Daniel Vieira, pintor, artista, músico e professor natural de Alte, faleceu na madrugada de hoje, aos 88 anos.
Nascido em Alte a 3 de junho de 1937, Daniel José Ramos Vieira construiu um percurso singular, cruzando a formação académica nas artes com uma ligação profunda à cultura popular algarvia. Influenciado pelo pai, também ligado ao meio artístico, pertenceu a uma geração que soube aproximar a criação contemporânea das tradições locais, num tempo em que essa ponte raramente era valorizada.
Com 20 anos, mudou-se para Lisboa, onde começou a trabalhar na Caixa Geral de Depósitos. Em paralelo, frequentou os cursos noturnos de gravador-litógrafo e desenhador na Escola Artística António Arroio. Prosseguiu estudos na Faculdade de Belas-Artes de Lisboa, onde se formou em pintura, teve como professores Matilde Marçal e Teixeira Lopes e onde se especializou em gravura.
A carreira artística desenvolveu-se ao longo de várias décadas, com participação em exposições individuais e coletivas em Portugal e no estrangeiro. Pintura e gravura foram os eixos centrais do seu trabalho, marcado por referências à memória, à paisagem e às vivências do Algarve.

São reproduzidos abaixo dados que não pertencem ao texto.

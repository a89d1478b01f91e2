//! Indicator engine: turns a price series into a latest-row snapshot and,
//! optionally, the full derived table for display.

use tracing::debug;

use crate::error::Result;
use crate::indicators::momentum::{calculate_rsi, calculate_rsi_series};
use crate::indicators::trend::{calculate_sma, calculate_sma_series};
use crate::indicators::volatility::{calculate_bollinger_bands, calculate_bollinger_series};
use crate::indicators::volume::{calculate_volume_average, calculate_volume_average_series};
use crate::models::{Bar, IndicatorSnapshot, IndicatorSpec, IndicatorTable, IndicatorValue, PriceSeries};

/// Indicators shown on the report regardless of what the rules need.
pub fn display_specs() -> Vec<IndicatorSpec> {
    vec![
        IndicatorSpec::rsi(14),
        IndicatorSpec::sma(25),
        IndicatorSpec::sma(50),
        IndicatorSpec::sma(75),
        IndicatorSpec::sma(200),
        IndicatorSpec::bollinger_lower(20, 1.0),
        IndicatorSpec::bollinger_lower(20, 1.5),
        IndicatorSpec::bollinger_lower(20, 2.0),
        IndicatorSpec::bollinger_upper(20, 2.0),
        IndicatorSpec::volume_average(20),
    ]
}

#[derive(Debug, Clone)]
pub struct IndicatorEngine {
    specs: Vec<IndicatorSpec>,
}

impl IndicatorEngine {
    /// Create an engine for the requested indicators. Duplicates are dropped;
    /// invalid parameters are rejected.
    pub fn new(specs: impl IntoIterator<Item = IndicatorSpec>) -> Result<Self> {
        let mut unique: Vec<IndicatorSpec> = Vec::new();
        for spec in specs {
            spec.validate()?;
            if !unique.contains(&spec) {
                unique.push(spec);
            }
        }
        Ok(Self { specs: unique })
    }

    pub fn specs(&self) -> &[IndicatorSpec] {
        &self.specs
    }

    /// Whether `series` is long enough for `spec` to be defined at its latest bar.
    pub fn is_defined(spec: &IndicatorSpec, series: &PriceSeries) -> bool {
        series.len() >= spec.required_bars()
    }

    /// Value of one indicator at the last bar of `bars`.
    pub fn compute(spec: &IndicatorSpec, bars: &[Bar]) -> IndicatorValue {
        let value = match *spec {
            IndicatorSpec::Rsi { period } => calculate_rsi(bars, period),
            IndicatorSpec::Sma { window } => calculate_sma(bars, window),
            IndicatorSpec::BollingerUpper { window, sigma } => {
                calculate_bollinger_bands(bars, window, sigma).map(|b| b.upper)
            }
            IndicatorSpec::BollingerLower { window, sigma } => {
                calculate_bollinger_bands(bars, window, sigma).map(|b| b.lower)
            }
            IndicatorSpec::VolumeAverage { window } => calculate_volume_average(bars, window),
        };
        IndicatorValue::from(value)
    }

    /// Full column for one indicator, aligned with `bars`.
    pub fn compute_series(spec: &IndicatorSpec, bars: &[Bar]) -> Vec<IndicatorValue> {
        let column = match *spec {
            IndicatorSpec::Rsi { period } => calculate_rsi_series(bars, period),
            IndicatorSpec::Sma { window } => calculate_sma_series(bars, window),
            IndicatorSpec::BollingerUpper { window, sigma } => {
                calculate_bollinger_series(bars, window, sigma)
                    .into_iter()
                    .map(|b| b.map(|b| b.upper))
                    .collect()
            }
            IndicatorSpec::BollingerLower { window, sigma } => {
                calculate_bollinger_series(bars, window, sigma)
                    .into_iter()
                    .map(|b| b.map(|b| b.lower))
                    .collect()
            }
            IndicatorSpec::VolumeAverage { window } => {
                calculate_volume_average_series(bars, window)
            }
        };
        column.into_iter().map(IndicatorValue::from).collect()
    }

    /// Snapshot of every requested indicator at the latest bar.
    pub fn snapshot(&self, series: &PriceSeries) -> IndicatorSnapshot {
        let latest = series.latest();
        let mut snapshot = IndicatorSnapshot::new(series.symbol())
            .with_date(latest.date)
            .with_close(latest.close)
            .with_volume(latest.volume);

        for spec in &self.specs {
            let value = Self::compute(spec, series.bars());
            if !value.is_defined() {
                debug!(
                    symbol = %series.symbol(),
                    indicator = %spec.name(),
                    bars = series.len(),
                    required = spec.required_bars(),
                    "indicator undefined: insufficient history"
                );
            }
            snapshot.insert(*spec, value);
        }

        snapshot
    }

    /// Every requested indicator across the whole series.
    pub fn table(&self, series: &PriceSeries) -> IndicatorTable {
        let mut table = IndicatorTable::new(series.symbol(), series.dates(), series.closes());
        for spec in &self.specs {
            table.insert(*spec, Self::compute_series(spec, series.bars()));
        }
        table
    }
}
//! Environment-driven configuration.
//!
//! Values come from the process environment, optionally seeded from a `.env`
//! file by the binary. Every setting has a default except the rule-book path.

use std::env;
use std::path::PathBuf;
use std::str::FromStr;
use std::time::Duration;

use crate::error::{Result, SignalError};
use crate::models::RuleBook;

pub const DEFAULT_SYMBOLS: &str = "VYM,JEPQ,JEPI,TLT";
pub const DEFAULT_LOOKBACK_DAYS: u32 = 400;
pub const DEFAULT_YAHOO_BASE_URL: &str = "https://query1.finance.yahoo.com";
pub const DEFAULT_HTTP_TIMEOUT_SECONDS: u64 = 10;
pub const DEFAULT_FETCH_RETRIES: usize = 3;

/// Deployment environment name (`APP_ENV`), defaulting to `sandbox`.
pub fn get_environment() -> String {
    env::var("APP_ENV").unwrap_or_else(|_| "sandbox".to_string())
}

#[derive(Debug, Clone, Copy, PartialEq, Eq)]
pub enum ReportFormat {
    Text,
    Json,
}

impl FromStr for ReportFormat {
    type Err = SignalError;

    fn from_str(s: &str) -> Result<Self> {
        match s.trim().to_ascii_lowercase().as_str() {
            "text" => Ok(Self::Text),
            "json" => Ok(Self::Json),
            other => Err(SignalError::Config(format!(
                "REPORT_FORMAT must be text or json, got {}",
                other
            ))),
        }
    }
}

#[derive(Debug, Clone)]
pub struct ProviderConfig {
    pub base_url: String,
    pub timeout: Duration,
    pub retries: usize,
}

impl Default for ProviderConfig {
    fn default() -> Self {
        Self {
            base_url: DEFAULT_YAHOO_BASE_URL.to_string(),
            timeout: Duration::from_secs(DEFAULT_HTTP_TIMEOUT_SECONDS),
            retries: DEFAULT_FETCH_RETRIES,
        }
    }
}

#[derive(Debug, Clone)]
pub struct AppConfig {
    pub environment: String,
    pub symbols: Vec<String>,
    pub lookback_days: u32,
    pub provider: ProviderConfig,
    pub rulebook_path: Option<PathBuf>,
    pub report_format: ReportFormat,
}

impl Default for AppConfig {
    fn default() -> Self {
        Self {
            environment: "sandbox".to_string(),
            symbols: parse_symbols(DEFAULT_SYMBOLS),
            lookback_days: DEFAULT_LOOKBACK_DAYS,
            provider: ProviderConfig::default(),
            rulebook_path: None,
            report_format: ReportFormat::Text,
        }
    }
}

impl AppConfig {
    pub fn from_env() -> Result<Self> {
        Self::from_lookup(|key| env::var(key).ok())
    }

    /// Build from an arbitrary key lookup; unset or blank keys take defaults.
    pub fn from_lookup<F>(lookup: F) -> Result<Self>
    where
        F: Fn(&str) -> Option<String>,
    {
        let get = |key: &str| lookup(key).filter(|v| !v.trim().is_empty());
        let defaults = Self::default();

        let symbols = get("SIGNAL_SYMBOLS")
            .map(|s| parse_symbols(&s))
            .unwrap_or(defaults.symbols);
        if symbols.is_empty() {
            return Err(SignalError::Config("SIGNAL_SYMBOLS lists no symbols".to_string()));
        }

        let lookback_days = parse_number("LOOKBACK_DAYS", get("LOOKBACK_DAYS"))?
            .unwrap_or(defaults.lookback_days);
        if lookback_days == 0 {
            return Err(SignalError::Config("LOOKBACK_DAYS must be > 0".to_string()));
        }

        let timeout_secs: u64 = parse_number("HTTP_TIMEOUT_SECONDS", get("HTTP_TIMEOUT_SECONDS"))?
            .unwrap_or(DEFAULT_HTTP_TIMEOUT_SECONDS);
        let retries = parse_number("FETCH_RETRIES", get("FETCH_RETRIES"))?
            .unwrap_or(DEFAULT_FETCH_RETRIES);

        let report_format = match get("REPORT_FORMAT") {
            Some(v) => v.parse()?,
            None => defaults.report_format,
        };

        Ok(Self {
            environment: get("APP_ENV").unwrap_or(defaults.environment),
            symbols,
            lookback_days,
            provider: ProviderConfig {
                base_url: get("YAHOO_BASE_URL").unwrap_or(defaults.provider.base_url),
                timeout: Duration::from_secs(timeout_secs),
                retries,
            },
            rulebook_path: get("RULEBOOK_PATH").map(PathBuf::from),
            report_format,
        })
    }

    /// Rule book from `RULEBOOK_PATH`, or the built-in one.
    pub fn load_rule_book(&self) -> Result<RuleBook> {
        match &self.rulebook_path {
            Some(path) => RuleBook::load(path),
            None => Ok(RuleBook::builtin()),
        }
    }
}

fn parse_symbols(raw: &str) -> Vec<String> {
    raw.split(',')
        .map(|s| s.trim().to_ascii_uppercase())
        .filter(|s| !s.is_empty())
        .collect()
}

fn parse_number<T: FromStr>(key: &str, raw: Option<String>) -> Result<Option<T>> {
    raw.map(|v| {
        v.trim()
            .parse::<T>()
            .map_err(|_| SignalError::Config(format!("{} is not a valid number: {}", key, v)))
    })
    .transpose()
}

Obras suas integram coleções públicas e privadas, nacionais e internacionais. Era membro da Sociedade de Gravadores Portugueses.
A par da criação artística, Daniel Vieira dedicou grande parte da vida ao ensino. Após concurso para professor, deu aulas de trabalhos manuais durante cerca de 40 anos, em escolas de Sintra, Lisboa, Cacém e, nos últimos anos de carreira, em São Bartolomeu de Messines, na Escola EB 2,3 São João de Deus. O percurso docente marcou várias gerações de alunos e reforçou a ligação ao Algarve interior.
Mesmo depois da reforma, manteve uma postura ativa e inquieta. Aos 76 anos, regressou à Faculdade de Belas-Artes de Lisboa para frequentar um mestrado em pintura e novas tecnologias. Na tese final, prestou homenagem ao Grupo Folclórico de Alte, escolhendo a dança marcadinha como tema central, num gesto simbólico de valorização da tradição.
A música e o folclore foram dimensões constantes do seu percurso. Multi-instrumentista e fadista, integrou os grupos Levante, Almanaque e Erva Doce, e participou no Grupo Folclórico de Alte, fundado pelo seu pai, dando continuidade a um legado familiar ligado à cultura popular. Tocava bandolim e cavaquinho e esteve envolvido em iniciativas de recolha e divulgação da música e da literatura popular algarvia.
Ao longo da vida, colaborou com vários projetos de valorização do património imaterial, entre os quais o projeto «A Música Portuguesa a Gostar Dela Própria», do realizador Tiago Pereira, que registou o seu testemunho e contributo para a memória musical do país, projetando o seu trabalho para uma dimensão nacional.

Em 1994, fundou em Alte a Horta das Artes – Centro de Artes e Cultura. O espaço tornou-se uma referência local na promoção cultural, reunindo artes plásticas, música, teatro e cinema, e afirmando-se como ponto de encontro entre artistas, comunidade e visitantes. O ateliê de Daniel Vieira funcionava na casa onde nasceu, em Alte, refletindo a relação indissociável entre o criador e a terra.
Pelo contributo para a cultura e para a comunidade, foi distinguido com a Medalha Municipal de Mérito, grau Prata, atribuída pela Câmara Municipal de Loulé em 1998, entre outros reconhecimentos ao longo da carreira.
Poucos dias antes da morte, foi alvo de uma homenagem pública com o espetáculo «Enleio – Concerto para Daniel Vieira», protagonizado pelo grupo Moçoilas, no Cineteatro Louletano, no domingo, 21 de dezembro.
O concerto foi mantido apesar de Daniel Vieira se encontrar já internado. O momento assumiu um significado especial para a comunidade, como reconhecimento em vida do seu percurso e da influência duradoura que deixou.
Daniel Vieira esteve internado no Hospital de Faro após ter sofrido um Acidente Vascular Cerebral (AVC) na sexta-feira, 19 de dezembro. Apesar da assistência médica, acabou por não resistir.
Com a sua morte, Alte e o Algarve perdem uma figura central da sua vida cultural, cujo legado artístico, pedagógico e humano permanecerá na memória coletiva da região.
O barlavento deixa as mais sentidas condolências à família e aos muitos amigos que deixa.